The strategy acknowledges that “China has changed” and asserts that Beijing’s political decisions warrant a change in its “approach to China.”

In light of this, Berlin has already begun to boost its security commitments to the Indo-Pacific. In 2021, Germany deployed its first warship to the South China Sea in almost 20 years, and in 2022, it sent 13 military aircraft to join military exercises held in Australia.

For the first time, the German Air Force sent its fighter jet to participate in a multilateral aerial exercise in India.

The two German warships, on their Indo-Pacific deployment, have scheduled port calls in Japan, South Korea, Indonesia, Malaysia, Singapore, and India. However, the decision on whether they will traverse the Taiwan Strait, one of the flashpoints in the world today, will be made closer to the date after their port call in the Philippines.
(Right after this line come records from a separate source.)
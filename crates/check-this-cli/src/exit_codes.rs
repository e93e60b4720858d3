//! Process exit codes for the `check-this` binary.
//!
//! Findings never change the exit code: callers read severities from the
//! envelope.

/// Analysis ran and the envelope was printed.
pub const EXIT_SUCCESS: i32 = 0;

/// Bad arguments, unsupported language, or unusable config. Nothing printed
/// on stdout.
pub const EXIT_INVALID_INPUT: i32 = 2;

/// I/O or serialization failure inside the tool.
pub const EXIT_INTERNAL_ERROR: i32 = 4;

#[cfg(test)]
mod tests {
    use super::*;

    #[test]
    fn exit_codes_are_distinct() {
        assert_ne!(EXIT_SUCCESS, EXIT_INVALID_INPUT);
        assert_ne!(EXIT_SUCCESS, EXIT_INTERNAL_ERROR);
        assert_ne!(EXIT_INVALID_INPUT, EXIT_INTERNAL_ERROR);
    }

    #[test]
    fn invalid_input_matches_clap_usage_code() {
        // clap exits with 2 on argument errors; keep validation failures aligned.
        assert_eq!(EXIT_INVALID_INPUT, 2);
    }
}
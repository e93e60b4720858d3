//! Rule to flag module-level bindings initialised with mutable containers.
//!
//! Only top-level statements are inspected; anything nested in a function
//! or class body is out of scope.
//!
//! # Detected Patterns
//!
//! ```text
//! CACHE = {}                  # Python dict/list/set literal or comprehension
//! export const registry = []; // JS/TS object or array literal
//! ```

use check_this_core::utils::named_children;
use check_this_core::{
    node_range, Diagnostic, Language, Rule, RuleContext, RuleError, RuleMeta, Severity,
};
use tree_sitter::Node;

/// Rule id for state.global_mutable.
pub const ID: &str = "state.global_mutable";

const META: RuleMeta = RuleMeta {
    default_severity: Severity::Info,
    tags: &["state"],
    short: "Global mutable state",
    long: "Global mutable state can lead to hidden coupling and race conditions.",
    docs_url: Some("https://github.com/barthollomew/check-this/blob/main/docs/rules.md#stateglobal_mutable"),
};

const PYTHON_CONTAINERS: &[&str] = &[
    "list",
    "dictionary",
    "set",
    "list_comprehension",
    "dictionary_comprehension",
    "set_comprehension",
];

const JS_CONTAINERS: &[&str] = &["object", "array"];

/// Flags global variables holding lists, dicts, objects and the like.
#[derive(Debug, Clone, Copy, Default)]
pub struct GlobalMutableState;

impl GlobalMutableState {
    /// Creates the rule.
    #[must_use]
    pub fn new() -> Self {
        Self
    }
}

impl Rule for GlobalMutableState {
    fn id(&self) -> &'static str {
        ID
    }

    fn meta(&self) -> &'static RuleMeta {
        &META
    }

    fn supports(&self, language: Language) -> bool {
        matches!(
            language,
            Language::Python | Language::JavaScript | Language::TypeScript
        )
    }

    fn run(&self, ctx: &RuleContext<'_>) -> Result<Vec<Diagnostic>, RuleError> {
        if ctx.language.is_js_family() {
            check_js(ctx)
        } else {
            check_python(ctx)
        }
    }
}

fn check_python(ctx: &RuleContext<'_>) -> Result<Vec<Diagnostic>, RuleError> {
    let mut diagnostics = Vec::new();
    for stmt in named_children(ctx.root)
        .into_iter()
        .filter(|n| n.kind() == "expression_statement")
    {
        let mut flagged = false;
        for assignment in named_children(stmt)
            .into_iter()
            .filter(|n| n.kind() == "assignment")
        {
            if let Some(value) = assigned_value(assignment) {
                flagged |= is_container(ctx, value, PYTHON_CONTAINERS)?;
            }
        }
        if flagged {
            diagnostics.push(
                Diagnostic::new("Module-level mutable state", node_range(stmt))
                    .with_severity(Severity::Info)
                    .with_explanation(
                        "Global mutable collections can be shared implicitly across imports. Consider scoping within functions or using immutables.",
                    ),
            );
        }
    }
    Ok(diagnostics)
}

/// Right-hand side of `a = b = value`, following chained assignments.
fn assigned_value(mut assignment: Node<'_>) -> Option<Node<'_>> {
    loop {
        let right = assignment.child_by_field_name("right")?;
        if right.kind() != "assignment" {
            return Some(right);
        }
        assignment = right;
    }
}

fn check_js(ctx: &RuleContext<'_>) -> Result<Vec<Diagnostic>, RuleError> {
    let mut diagnostics = Vec::new();
    for stmt in named_children(ctx.root) {
        let decl = if stmt.kind() == "export_statement" {
            match stmt.child_by_field_name("declaration") {
                Some(decl) => decl,
                None => continue,
            }
        } else {
            stmt
        };
        if !matches!(decl.kind(), "lexical_declaration" | "variable_declaration") {
            continue;
        }
        for declarator in named_children(decl)
            .into_iter()
            .filter(|n| n.kind() == "variable_declarator")
        {
            let Some(value) = declarator.child_by_field_name("value") else {
                continue;
            };
            if is_container(ctx, value, JS_CONTAINERS)? {
                diagnostics.push(
                    Diagnostic::new("Module-level mutable state", node_range(declarator))
                        .with_severity(Severity::Info)
                        .with_explanation(
                            "Globals that hold mutable objects are easily shared across imports; prefer local scopes or factories.",
                        ),
                );
            }
        }
    }
    Ok(diagnostics)
}

fn is_container(ctx: &RuleContext<'_>, value: Node<'_>, kinds: &[&str]) -> Result<bool, RuleError> {
    if kinds.contains(&value.kind()) {
        return Ok(true);
    }
    let text = ctx.text(value)?.trim();
    // `{...} as const` is frozen at the type level.
    if text.ends_with("as const") {
        return Ok(false);
    }
    Ok(text.starts_with('[') || text.starts_with('{'))
}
The deployment to maintain freedom of navigation comes at a time when tensions between China and Taiwan are escalating.

“The decision has not been taken yet,” the commander of the naval task group, Rear Admiral Axel Schulz, was quoted by Reuters. “We are showing our flag here to demonstrate that we stand by our partners and friends, our commitment to the rules-based order, the peaceful solution of territorial conflicts, and free and secure shipping lanes.”

The two German warships, the frigate Baden-Württemberg and the combat supply ship Frankfurt am Main set sail for a world tour on May 7.

While the US and other nations have sent warships through the strait, it would be the German Navy’s first passage through the strait since 2002. The Taiwan Strait is a 180-kilometer-wide strait that separates the island of Taiwan from the Asian continent. It lies between mainland China’s Fujian Province and Taiwan Island. The Strait connects the South China Sea and the East China Sea in the western Pacific Ocean.

The alternate shipping route that the German warships can follow to come from the South China Sea is the Luzon Strait. The Luzon Strait is the waterway between Luzon (an island in the Philippines) and Taiwan. It connects the Philippine Sea to the South China Sea in the Western Pacific Ocean. The warships are expected in India for an exercise with the Indian Navy. This would add a few more days to ocean travel time.

The Taiwan Strait is a major trade route through which about half of global container ships pass and both the United States and Taiwan assert it to be an international waterway.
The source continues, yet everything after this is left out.